Task brief –
Wherever a line in the data holds the word "AppGlobalContext", pull that line out.

============================================================

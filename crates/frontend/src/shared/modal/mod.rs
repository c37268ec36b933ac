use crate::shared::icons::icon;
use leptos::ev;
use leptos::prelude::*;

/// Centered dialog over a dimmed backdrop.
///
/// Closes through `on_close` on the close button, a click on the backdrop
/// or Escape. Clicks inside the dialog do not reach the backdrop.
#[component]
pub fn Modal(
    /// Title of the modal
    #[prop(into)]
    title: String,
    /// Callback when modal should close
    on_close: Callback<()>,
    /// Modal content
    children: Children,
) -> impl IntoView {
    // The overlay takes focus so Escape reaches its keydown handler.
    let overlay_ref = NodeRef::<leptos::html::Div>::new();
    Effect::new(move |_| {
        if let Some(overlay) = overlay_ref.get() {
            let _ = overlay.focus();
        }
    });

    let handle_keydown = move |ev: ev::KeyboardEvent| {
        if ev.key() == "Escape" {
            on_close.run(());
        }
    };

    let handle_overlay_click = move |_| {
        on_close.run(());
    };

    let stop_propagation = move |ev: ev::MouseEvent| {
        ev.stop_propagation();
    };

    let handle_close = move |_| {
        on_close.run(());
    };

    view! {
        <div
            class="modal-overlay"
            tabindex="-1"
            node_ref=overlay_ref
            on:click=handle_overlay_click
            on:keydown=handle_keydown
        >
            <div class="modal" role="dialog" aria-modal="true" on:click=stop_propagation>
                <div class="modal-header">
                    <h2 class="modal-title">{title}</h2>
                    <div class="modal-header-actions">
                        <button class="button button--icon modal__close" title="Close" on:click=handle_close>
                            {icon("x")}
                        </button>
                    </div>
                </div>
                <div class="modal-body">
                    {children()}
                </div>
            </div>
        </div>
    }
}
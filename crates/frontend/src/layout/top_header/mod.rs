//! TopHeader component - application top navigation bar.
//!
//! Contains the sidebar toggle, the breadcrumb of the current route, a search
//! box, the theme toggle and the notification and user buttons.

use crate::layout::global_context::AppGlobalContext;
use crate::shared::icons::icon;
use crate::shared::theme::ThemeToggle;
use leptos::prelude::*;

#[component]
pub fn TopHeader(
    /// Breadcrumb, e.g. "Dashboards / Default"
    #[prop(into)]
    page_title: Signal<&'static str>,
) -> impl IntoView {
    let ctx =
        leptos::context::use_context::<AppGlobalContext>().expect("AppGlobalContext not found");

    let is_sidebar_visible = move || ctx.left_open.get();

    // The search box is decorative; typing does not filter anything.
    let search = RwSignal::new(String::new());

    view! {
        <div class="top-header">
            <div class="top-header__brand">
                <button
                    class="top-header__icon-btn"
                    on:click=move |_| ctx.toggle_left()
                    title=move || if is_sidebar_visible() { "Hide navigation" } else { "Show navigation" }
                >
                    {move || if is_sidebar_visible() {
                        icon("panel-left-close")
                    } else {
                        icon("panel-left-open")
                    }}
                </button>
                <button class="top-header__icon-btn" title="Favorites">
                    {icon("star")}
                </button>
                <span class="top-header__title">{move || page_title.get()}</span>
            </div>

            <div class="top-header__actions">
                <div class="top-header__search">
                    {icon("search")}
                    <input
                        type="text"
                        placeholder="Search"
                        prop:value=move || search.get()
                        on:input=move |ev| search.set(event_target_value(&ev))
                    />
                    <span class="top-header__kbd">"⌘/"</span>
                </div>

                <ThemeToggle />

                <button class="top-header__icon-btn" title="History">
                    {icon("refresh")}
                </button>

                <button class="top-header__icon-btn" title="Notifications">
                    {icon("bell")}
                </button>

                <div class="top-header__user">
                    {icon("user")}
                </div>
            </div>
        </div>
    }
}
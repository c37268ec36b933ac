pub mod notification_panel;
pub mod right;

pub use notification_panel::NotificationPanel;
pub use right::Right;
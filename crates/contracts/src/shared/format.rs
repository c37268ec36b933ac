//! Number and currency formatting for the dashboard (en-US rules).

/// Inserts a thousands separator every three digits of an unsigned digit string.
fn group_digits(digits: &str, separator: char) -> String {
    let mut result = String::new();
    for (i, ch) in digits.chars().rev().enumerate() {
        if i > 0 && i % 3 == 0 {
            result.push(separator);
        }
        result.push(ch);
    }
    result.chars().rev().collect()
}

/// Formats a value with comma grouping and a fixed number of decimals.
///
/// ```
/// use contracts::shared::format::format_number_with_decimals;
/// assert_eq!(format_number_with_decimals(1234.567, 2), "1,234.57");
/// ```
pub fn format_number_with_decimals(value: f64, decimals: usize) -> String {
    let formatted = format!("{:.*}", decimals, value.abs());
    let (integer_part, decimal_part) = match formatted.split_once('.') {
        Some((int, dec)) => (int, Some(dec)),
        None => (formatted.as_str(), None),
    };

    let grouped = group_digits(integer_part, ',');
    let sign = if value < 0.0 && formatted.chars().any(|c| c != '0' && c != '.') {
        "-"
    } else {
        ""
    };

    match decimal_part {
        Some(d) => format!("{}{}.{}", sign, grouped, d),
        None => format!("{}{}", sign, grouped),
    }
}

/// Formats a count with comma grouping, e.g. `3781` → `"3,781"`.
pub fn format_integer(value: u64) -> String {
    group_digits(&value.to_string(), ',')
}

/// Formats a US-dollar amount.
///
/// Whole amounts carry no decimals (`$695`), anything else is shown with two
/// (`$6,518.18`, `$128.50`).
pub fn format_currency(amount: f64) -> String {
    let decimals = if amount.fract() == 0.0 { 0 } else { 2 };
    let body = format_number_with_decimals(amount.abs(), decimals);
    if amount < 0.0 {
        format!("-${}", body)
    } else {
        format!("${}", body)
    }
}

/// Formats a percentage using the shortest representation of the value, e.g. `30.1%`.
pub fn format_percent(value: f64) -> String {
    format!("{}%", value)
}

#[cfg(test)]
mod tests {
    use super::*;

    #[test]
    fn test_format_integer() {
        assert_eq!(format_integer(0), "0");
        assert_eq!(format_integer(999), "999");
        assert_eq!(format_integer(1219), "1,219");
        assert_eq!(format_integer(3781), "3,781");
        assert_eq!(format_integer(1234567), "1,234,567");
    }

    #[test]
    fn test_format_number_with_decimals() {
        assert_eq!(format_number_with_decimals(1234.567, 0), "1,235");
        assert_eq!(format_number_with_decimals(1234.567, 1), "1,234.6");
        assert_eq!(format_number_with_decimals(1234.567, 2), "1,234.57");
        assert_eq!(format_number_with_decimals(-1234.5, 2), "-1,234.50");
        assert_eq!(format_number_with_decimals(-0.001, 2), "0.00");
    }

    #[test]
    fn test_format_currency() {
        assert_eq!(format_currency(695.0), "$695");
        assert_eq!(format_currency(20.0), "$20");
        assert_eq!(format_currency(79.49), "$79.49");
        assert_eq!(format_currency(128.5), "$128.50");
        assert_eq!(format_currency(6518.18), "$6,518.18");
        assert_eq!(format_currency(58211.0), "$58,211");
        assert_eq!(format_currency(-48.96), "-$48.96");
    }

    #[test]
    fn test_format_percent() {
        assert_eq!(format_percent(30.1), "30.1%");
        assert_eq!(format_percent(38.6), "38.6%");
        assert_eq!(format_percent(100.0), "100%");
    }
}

============================================================

Result –
use crate::layout::global_context::AppGlobalContext;
        leptos::context::use_context::<AppGlobalContext>().expect("AppGlobalContext not found");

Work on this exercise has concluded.